Il Festival della Fotografia Etica si chiude con... “Pathos”

Il Festival della Fotografia Etica si chiude con... “Pathos”

Va in archivio l’ultimo weekend di una rassegna che ha saputo rinnovarsi e adeguarsi anche alla pandemia

Un anno che ha costretto tutti a porsi le domande più profonde, sul senso di ciò che stiamo passando e sul nostro modo di vivere il mondo insieme. Un anno in cui le domande “etiche” si sono riproposte con tutta la loro urgenza: domande che il Festival della Fotografia Etica anche nel 2020 ha contribuito a suggerire con le immagini che per tutto il mese di ottobre hanno riempito gli spazi pubblici della città di Lodi.

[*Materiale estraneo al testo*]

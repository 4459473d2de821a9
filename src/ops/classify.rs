//! Sorting installed files into packaging buckets.
//!
//! Every path from the install manifest ends up in exactly one place:
//! a declared package's data list, a standalone module, a script, or the
//! generic data files keyed by parent directory. The classifier reads the
//! declared configuration and returns a fresh [`Classification`]; it never
//! touches the filesystem.

use std::cmp::Reverse;
use std::collections::{BTreeMap, BTreeSet};
use std::path::{Path, PathBuf};

use crate::core::errors::SetupError;
use crate::core::layout::CMAKE_INSTALL_DIR;
use crate::core::manifest::CMakeParams;
use crate::core::setup::SetupSpec;
use crate::util::fs::{join_unix, starts_with_segments, strip_segment_prefix, to_unix_path, unix_parent};

/// A package together with the directory its files live in.
#[derive(Debug, Clone, PartialEq, Eq)]
pub struct PackagePrefix {
    /// `/`-form directory, relative to the project root
    pub prefix: String,
    /// Dotted package name
    pub package: String,
}

/// Build the package prefixes, deepest directory first.
///
/// Sorting by decreasing length means a child package always claims its
/// files before any ancestor gets a chance to. Ties are broken by package
/// name so the order is stable.
pub fn collect_package_prefixes(package_dirs: &BTreeMap<String, String>) -> Vec<PackagePrefix> {
    let mut prefixes: Vec<PackagePrefix> = package_dirs
        .iter()
        .map(|(package, dir)| PackagePrefix {
            prefix: dir.clone(),
            package: package.clone(),
        })
        .collect();
    prefixes.sort_by(|a, b| {
        (Reverse(a.prefix.len()), &a.package).cmp(&(Reverse(b.prefix.len()), &b.package))
    });
    prefixes
}

/// Result of classifying an install manifest.
#[derive(Debug, Clone, Default, PartialEq, Eq)]
pub struct Classification {
    /// Package -> files relative to the package directory (declared entries
    /// first, installed ones appended)
    pub package_data: BTreeMap<String, Vec<String>>,
    /// Standalone module -> found in the install tree
    pub py_modules: BTreeMap<String, bool>,
    /// Script path -> found in the install tree
    pub scripts: BTreeMap<String, bool>,
    /// Install directory -> files relative to the project root
    pub data_files: BTreeMap<String, BTreeSet<String>>,
}

impl Classification {
    /// Seed from the declared configuration, with nothing found yet.
    pub fn from_declared(spec: &SetupSpec) -> Self {
        Classification {
            package_data: spec.package_data.clone(),
            py_modules: spec.py_modules.iter().map(|m| (m.clone(), false)).collect(),
            scripts: spec.normalized_scripts().into_iter().map(|s| (s, false)).collect(),
            data_files: spec.declared_data_files(),
        }
    }
}

/// Where a single path was sorted to.
#[derive(Debug, Clone, PartialEq, Eq)]
pub enum Bucket {
    /// Data of `package`, stored relative to its directory
    Package { package: String, file: String },
    /// A standalone module found in the install tree
    Module(String),
    /// A script found in the install tree
    Script(String),
    /// Generic data installed from the staging directory
    DataFile { parent: String, file: String },
}

/// Classifies install paths against one declared configuration.
#[derive(Debug, Clone)]
pub struct Classifier<'a> {
    spec: &'a SetupSpec,
    prefixes: Vec<PackagePrefix>,
    scripts: BTreeSet<String>,
    params: CMakeParams,
    project_root: PathBuf,
}

impl<'a> Classifier<'a> {
    /// Prepare a classifier for the project at `project_root`.
    pub fn new(spec: &'a SetupSpec, params: CMakeParams, project_root: &Path) -> Self {
        Classifier {
            spec,
            prefixes: collect_package_prefixes(&spec.resolved_package_dirs()),
            scripts: spec.normalized_scripts().into_iter().collect(),
            params,
            project_root: project_root.to_path_buf(),
        }
    }

    /// Package prefixes in matching order.
    pub fn package_prefixes(&self) -> &[PackagePrefix] {
        &self.prefixes
    }

    /// Classify every path.
    ///
    /// Paths must lie strictly inside the install staging directory. All
    /// that don't are collected into one
    /// [`SetupError::BoundaryViolation`].
    pub fn classify(&self, install_paths: &[PathBuf]) -> Result<Classification, SetupError> {
        let mut staged = Vec::with_capacity(install_paths.len());
        let mut violations = Vec::new();

        for path in install_paths {
            let unix = to_unix_path(path);
            match strip_segment_prefix(&unix, CMAKE_INSTALL_DIR) {
                Some(rest) => staged.push(rest.to_string()),
                None => violations.push(path.display().to_string()),
            }
        }

        if !violations.is_empty() {
            return Err(SetupError::BoundaryViolation {
                install_root: self.project_root.join(CMAKE_INSTALL_DIR),
                paths: violations,
            });
        }

        let mut result = Classification::from_declared(self.spec);
        for path in &staged {
            match self.bucket_for(path) {
                Bucket::Package { package, file } => {
                    let files = result.package_data.entry(package).or_default();
                    if !files.contains(&file) {
                        files.push(file);
                    }
                }
                Bucket::Module(module) => {
                    result.py_modules.insert(module, true);
                }
                Bucket::Script(script) => {
                    result.scripts.insert(script, true);
                }
                Bucket::DataFile { parent, file } => {
                    result.data_files.entry(parent).or_default().insert(file);
                }
            }
        }

        tracing::debug!("classified {} installed files", staged.len());
        Ok(result)
    }

    /// Decide the bucket of a path already stripped of the staging prefix.
    pub fn bucket_for(&self, staged_path: &str) -> Bucket {
        let path = self.reanchor(staged_path);

        for PackagePrefix { prefix, package } in &self.prefixes {
            if let Some(rest) = strip_segment_prefix(&path, prefix) {
                return Bucket::Package {
                    package: package.clone(),
                    file: rest.to_string(),
                };
            }
        }

        if let Some(stem) = path.strip_suffix(".py") {
            let dotted = stem.replace('/', ".");
            if self.spec.py_modules.iter().any(|m| *m == dotted) {
                return Bucket::Module(dotted);
            }
        }

        if self.scripts.contains(&path) {
            return Bucket::Script(path);
        }

        let parent = match unix_parent(&path) {
            "" => ".".to_string(),
            parent => parent.to_string(),
        };
        Bucket::DataFile {
            parent,
            file: join_unix(CMAKE_INSTALL_DIR, &path),
        }
    }

    /// Install rules of a project living in a subdirectory are relative to
    /// that subdirectory unless an install directory was configured.
    fn reanchor(&self, path: &str) -> String {
        let CMakeParams {
            source_dir,
            install_dir,
        } = &self.params;

        if install_dir.is_empty() && !source_dir.is_empty() && !starts_with_segments(path, source_dir) {
            join_unix(source_dir, path)
        } else {
            path.to_string()
        }
    }
}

Anche il festival si è dovuto ripensare dalle sue basi, ma Alberto Prina, che l’ha fondato, non ha mai nascosto che le difficoltà affrontate rendono ancora più gratificante la presenza di persone, moltissimi giovani, che hanno raggiunto la città, dimostrando la volontà di continuare a guardare il mondo attraverso la fotografia. È questo che, per quindici anni, ha fatto anche Giorgio Negro, che sabato pomeriggio ha raccontato il suo “Pathos” al pubblico del festival: uno degli appuntamenti dell’ultimo weekend della rassegna.